Tuesday, April 19, 2011

Death of Physiology....and of medical education?

Hot on the heels of my preceding 'rant' on groupthinks and health/education, here is an article by a leading physiologist and Emeritus Professor in King's College, London, Prof RJ Naftalin. Needless to say our medical educational system is pretty much hurtling down this road to disaster.

I reproduce an abstract here, and the full article can be read at The Scientist

Opinion: The decline of physiology
Medical schools in the UK are teaching physiology courses primarily focused on clinical applications with much curtailed practical laboratory training to the detriment of medical education. Prof RJ Naftalin.


Clinicians now take a leading role in pre-clinical teaching, largely displacing pre-clinical scientists who are more in touch with basic physiological processes. Scientific content taught in the context of clinical problems omits much basic science, which is regarded as inessential digression from the clinical problems upon which the course is centred.
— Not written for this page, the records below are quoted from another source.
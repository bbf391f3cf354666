//! DNS-Sync handler: state-change event parsing, instance lookup, and the
//! per-instance upsert loop.

use serde_json::{Value, json};
use tracing::{error, info, warn};

use crate::config::DnsSettings;
use crate::ec2::Ec2Api;
use crate::ec2::tags::{ResolvedName, resolve_dns_name};
use crate::error::Error;
use crate::response::{DnsSyncReport, HandlerResponse, SkippedUpdate, UpdateRecord};
use crate::route53::{DnsApi, upsert_record};

/// Fields of an EC2 state-change notification the handler acts on.
#[derive(Debug, Clone, PartialEq, Eq)]
pub struct StateChangeEvent {
    pub instance_id: String,
    pub region: String,
}

/// Extract the instance ID and region from a state-change notification.
/// Both fields are mandatory; the Err side carries the ready 400 response
/// with the offending event echoed back.
pub fn parse_event(event: &Value) -> Result<StateChangeEvent, HandlerResponse> {
    let instance_id = event
        .get("detail")
        .and_then(|detail| detail.get("instance-id"))
        .and_then(Value::as_str)
        .unwrap_or_default();
    let region = event.get("region").and_then(Value::as_str).unwrap_or_default();

    if instance_id.is_empty() || region.is_empty() {
        error!(
            event = %event,
            "Validation Error: Missing 'instance-id' or 'region' in the EC2 state-change event detail"
        );
        return Err(HandlerResponse::new(
            400,
            &json!({
                "status": "error",
                "message": "Missing 'instance-id' or 'region' in the EC2 state-change event detail.",
                "event": event,
            }),
        ));
    }

    Ok(StateChangeEvent {
        instance_id: instance_id.to_string(),
        region: region.to_string(),
    })
}

/// Process a parsed state-change event end to end. Never returns an error:
/// anything the lookup/update pipeline cannot handle itself becomes a 500
/// response with the original event echoed back.
pub async fn run(
    ec2: &impl Ec2Api,
    dns: &impl DnsApi,
    settings: &DnsSettings,
    event: &StateChangeEvent,
    raw_event: &Value,
) -> HandlerResponse {
    info!(
        instance_id = %event.instance_id,
        region = %event.region,
        "Processing EC2 instance for DNS update"
    );

    match lookup_and_update(ec2, dns, settings, event).await {
        Ok(response) => response,
        Err(err) => {
            error!(
                error = %err,
                instance_id = %event.instance_id,
                region = %event.region,
                "Unhandled error during DNS update"
            );
            HandlerResponse::new(
                500,
                &json!({
                    "status": "error",
                    "message": format!("An unexpected error occurred during execution: {err}"),
                    "instance_id": event.instance_id,
                    "region": event.region,
                    "event": raw_event,
                }),
            )
        }
    }
}

async fn lookup_and_update(
    ec2: &impl Ec2Api,
    dns: &impl DnsApi,
    settings: &DnsSettings,
    event: &StateChangeEvent,
) -> Result<HandlerResponse, Error> {
    let details = match ec2.describe_instance(&event.instance_id).await {
        Ok(details) => details,
        Err(Error::Api { code, message, .. }) => {
            error!(
                instance_id = %event.instance_id,
                error_code = %code,
                error_message = %message,
                "AWS API Error describing instance"
            );
            return Ok(HandlerResponse::new(
                404,
                &json!({
                    "status": "error",
                    "message": format!(
                        "Failed to describe instance {}: {}",
                        event.instance_id, message
                    ),
                }),
            ));
        }
        Err(other) => return Err(other),
    };

    if details.is_empty() {
        error!(
            instance_id = %event.instance_id,
            region = %event.region,
            "Instance not found or could not be described"
        );
        return Ok(HandlerResponse::new(
            404,
            &json!({
                "status": "error",
                "message": format!(
                    "Instance with ID '{}' not found or could not be described.",
                    event.instance_id
                ),
                "instance_id": event.instance_id,
                "region": event.region,
            }),
        ));
    }

    let mut updates = Vec::with_capacity(details.len());
    for instance in &details {
        let Some(resolved) = resolve_dns_name(&instance.tags) else {
            warn!(
                instance_id = %instance.instance_id,
                "Neither 'PublicDNS' nor 'Name' tags found for instance"
            );
            return Ok(HandlerResponse::new(
                400,
                &json!({
                    "status": "error",
                    "message": format!(
                        "Cannot determine DNS name for instance '{}': No tags found on the instance.",
                        instance.instance_id
                    ),
                }),
            ));
        };

        if let ResolvedName::NameFallback(name) = &resolved {
            info!(
                instance_id = %instance.instance_id,
                name = %name,
                "'PublicDNS' tag was missing or empty, falling back to 'Name' tag"
            );
        }

        match instance.public_ip.as_deref() {
            Some(ip_address) => {
                info!(
                    instance_id = %instance.instance_id,
                    dns_name = %resolved.as_str(),
                    public_ip = %ip_address,
                    "Attempting DNS update for instance"
                );
                updates.push(UpdateRecord::Upsert(
                    upsert_record(dns, settings, resolved.as_str(), ip_address).await,
                ));
            }
            None => {
                let reason =
                    skip_reason(&instance.instance_id, Some(resolved.as_str()), None);
                warn!(instance_id = %instance.instance_id, reason = %reason, "Skipping DNS update");
                updates.push(UpdateRecord::Skipped(SkippedUpdate::new(
                    &instance.instance_id,
                    reason,
                )));
            }
        }
    }

    let report = build_report(event, updates);
    info!(
        status = %report.status,
        instance_id = %event.instance_id,
        "Function execution completed"
    );
    Ok(HandlerResponse::new(200, &report))
}

/// Build the reason string for an instance that could not be updated,
/// naming each missing piece.
fn skip_reason(instance_id: &str, dns_name: Option<&str>, public_ip: Option<&str>) -> String {
    let mut parts = Vec::new();
    if dns_name.is_none() {
        parts.push("Missing or empty 'PublicDNS' and no usable 'Name' tag.");
    }
    if public_ip.is_none() {
        parts.push("missing 'PublicIpAddress'.");
    }
    format!("Skipping instance '{}': {}", instance_id, parts.join(" And "))
}

/// Fold the per-instance records into the aggregate report. Any failed
/// UPSERT downgrades the overall status; an empty record list is reported
/// as a no-op, not an error.
fn build_report(event: &StateChangeEvent, updates: Vec<UpdateRecord>) -> DnsSyncReport {
    let any_error = updates.iter().any(UpdateRecord::is_error);

    let message = if updates.is_empty() {
        format!("No DNS updates were attempted for instance {}.", event.instance_id)
    } else if any_error {
        "Some DNS updates failed. Check 'updates' for details.".to_string()
    } else {
        "DNS update process completed successfully.".to_string()
    };

    DnsSyncReport {
        status: if any_error {
            "partial_success_with_errors"
        } else {
            "success"
        }
        .to_string(),
        message,
        instance_id: event.instance_id.clone(),
        region: event.region.clone(),
        updates,
    }
}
Another factor contributing to the decline of physiology courses has been the loss of physiology departments as a result of their merging with schools of biological, life, health, or medical sciences. Only one or two discrete academic physiology departments remain in the United Kingdom. Resource allocation within the preclinical schools, formerly controlled by academics working at the pre-clinical faculty or departmental level, is now centralized and controlled by senior administrators and clinicians. The financial and man power resources are redirected towards the more highly prioritized needs of the medical school rather than to science departments.